47 Jahre EU-Mitgliedschaft sind dann vorbei. In Brüssel und Straßburg wird in der Nacht die britische Flagge vor den EU-Gebäuden eingeholt. Ein Exemplar kommt ins Museum der europäischen Geschichte. Die Gemeinschaft schrumpft zum ersten Mal – von 28 auf 27 Mitglieder.
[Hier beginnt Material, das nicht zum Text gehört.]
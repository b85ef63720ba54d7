//! File-backed key/value area.
//!
//! Each key is stored as a file named after it in the configured directory.
//! This is the durable area: its contents survive a restart of the host.

use std::path::PathBuf;

use crate::NolyxError;

use super::KeyValueStore;

/// File-backed storage area.
///
/// # Example
///
/// ```rust,ignore
/// use nolyx::storage::FileStore;
///
/// let durable = FileStore::new("/var/lib/nolyx/storage")?;
/// ```
#[derive(Debug, Clone)]
pub struct FileStore {
    directory: PathBuf,
}

impl FileStore {
    /// Creates a new file store.
    ///
    /// Creates the directory if it doesn't exist.
    ///
    /// # Errors
    ///
    /// Returns an error if the directory cannot be created.
    pub fn new(directory: impl Into<PathBuf>) -> Result<Self, NolyxError> {
        let dir = directory.into();
        std::fs::create_dir_all(&dir).map_err(|e| {
            NolyxError::StorageError(format!("Failed to create storage directory: {e}"))
        })?;
        Ok(Self { directory: dir })
    }

    /// Returns the path for a key, or `None` if the key could escape the directory.
    fn key_path(&self, key: &str) -> Option<PathBuf> {
        let allowed = !key.is_empty()
            && !key.starts_with('.')
            && key
                .chars()
                .all(|c| c.is_ascii_alphanumeric() || matches!(c, '_' | '-' | '.'));

        allowed.then(|| self.directory.join(key))
    }
}

impl KeyValueStore for FileStore {
    fn get(&self, key: &str) -> Result<Option<String>, NolyxError> {
        let Some(path) = self.key_path(key) else {
            return Ok(None);
        };

        if !path.exists() {
            return Ok(None);
        }

        std::fs::read_to_string(&path)
            .map(Some)
            .map_err(|e| NolyxError::StorageError(format!("Failed to read {key}: {e}")))
    }

    fn set(&self, key: &str, value: &str) -> Result<(), NolyxError> {
        let path = self
            .key_path(key)
            .ok_or_else(|| NolyxError::StorageError(format!("Invalid storage key: {key}")))?;

        std::fs::write(&path, value)
            .map_err(|e| NolyxError::StorageError(format!("Failed to write {key}: {e}")))
    }

    fn remove(&self, key: &str) -> Result<(), NolyxError> {
        let Some(path) = self.key_path(key) else {
            return Ok(());
        };

        if path.exists() {
            std::fs::remove_file(&path)
                .map_err(|e| NolyxError::StorageError(format!("Failed to delete {key}: {e}")))?;
        }

        Ok(())
    }
}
Was aber bedeutet dieser historische Moment für die Zukunft des Königreichs – und für die Zukunft der Europäischen Union? Auf dem Kontinent geht ein Schreckgespenst um: Es heißt „Singapur an der Themse“ und ist eine Chiffre für einen entfesselten neuen Rivalen auf dem Weltmarkt, der nur 30 Kilometer vor der eigenen Küste sitzt. Premier Johnson tönt, Großbritannien werde nun den „Turbo“ einschalten, Handelsdeals auf aller Welt abschließen und daheim alle Landesteile am Wirtschaftsboom teilhaben lassen. Was ist dran an dieser Vision.
Unternehmer James Halligan lässt sich von Johnsons Optimismus anstecken. Der Chef der British Hovercraft Company in Sandwich, einem kleinen Ort an der Ostküste Englands, glaubt an die Idee einer durch und durch liberalen Volkswirtschaft, die Handel mit der ganzen Welt treibt. Zusammen mit seinen zehn Angestellten stellt der 57-Jährige kleine Hovercraft-Boote für den Freizeitgebrauch her.
In weniger als einer Stunde könnte er mit einem seiner Luftkissenfahrzeuge in Frankreich sein. Doch seine Ziele liegen weiter entfernt. Er habe neulich ein Geschäft mit Brasilien machen wollen, das sei an hohen Zöllen gescheitert, sagt er. Und hofft, dass sich das bald ändert.
Den Brexit sieht Halligan positiv: „Er bietet uns neue Möglichkeiten.“ Wenn Großbritannien erst einmal seine eigene Handelspolitik bestimmen könne, ließen sich ganz neue Märkte erschließen. An der EU stört ihn, dass sie zu viele Regeln aufstelle. „Die bremsen Unternehmen, vor allem kleine“, sagt er. „Uns wird sogar vorgeschrieben, dass aus Sicherheitsgründen zwei Leute eine Leiter halten müssen.“ Auf die Frage, welche EU-Regel er gern abschaffen würde, winkt er ab – „da würden wir hier gar nicht mehr aufhören“.
Ähnlich unklar klingt auch die britische Regierung. Sie scheint noch nicht zu wissen, was sie mit der neuen Freiheit nach dem Brexit überhaupt anfangen will. Klar ist nur, dass sie einen relativ harten Brexit anstrebt. Bis Ende 2020 dauert vorerst eine Übergangsperiode, in der sämtliche EU-Regeln weiter gelten. Danach wolle man von den europäischen Standards abweichen können, hat Johnson als grobe Marschrichtung vorgegeben. Das sei schließlich der Sinn des Brexits.
Nach Protesten aus der Wirtschaft sah sich Finanzminister Sajid Javid auf dem Weltwirtschaftsforum in Davos gezwungen klarzustellen, dass man nicht auf Teufel komm raus alle EU-Regeln abschaffen wolle – sondern nur da, wo es „sinnvoll“ sei. Konkrete Vorstellungen gibt es jedoch nicht.
„Das war von Anfang an das Problem in der Brexit-Debatte“, sagt Sam Lowe, Handelsexperte bei der Londoner Denkfabrik Centre for European Reform. „Wenn man die Brexiteers fragt, welche Regeln sie denn abschaffen wollen, kommt entweder etwas Triviales oder gar nichts.“ Was könnten die Briten nach dem Brexit anders machen? Denkbar sind Veränderungen auf mehreren Feldern:
Großbritannien wird zumindest in den kommenden Jahren wohl eher ein Wohlfahrtsstaat europäischer Prägung bleiben. „Boris Johnson hat zwar große Veränderungen angekündigt, aber bislang keine wirklichen Schritte unternommen, um solche anzugehen“, sagt David Henig vom Thinktank UK Trade Policy Project. „Es ist nicht realistisch, dass Großbritannien zu einer Art Singapur an der Themse wird – dafür gibt es bisher keine Anzeichen.“
Die EU wird sich jedoch nicht auf das Wort der britischen Regierung verlassen. Sie will schriftliche Garantien, dass Großbritannien auch künftig die EU-Wettbewerbsregeln befolgt. Sonst gebe es keinen oder entsprechend geringeren Zugang zum Binnenmarkt, sagt Kommissionspräsidentin Ursula von der Leyen. Das von Johnson gewünschte Handelsabkommen mit null Zöllen und null Quoten gebe es nur bei „null Dumping“.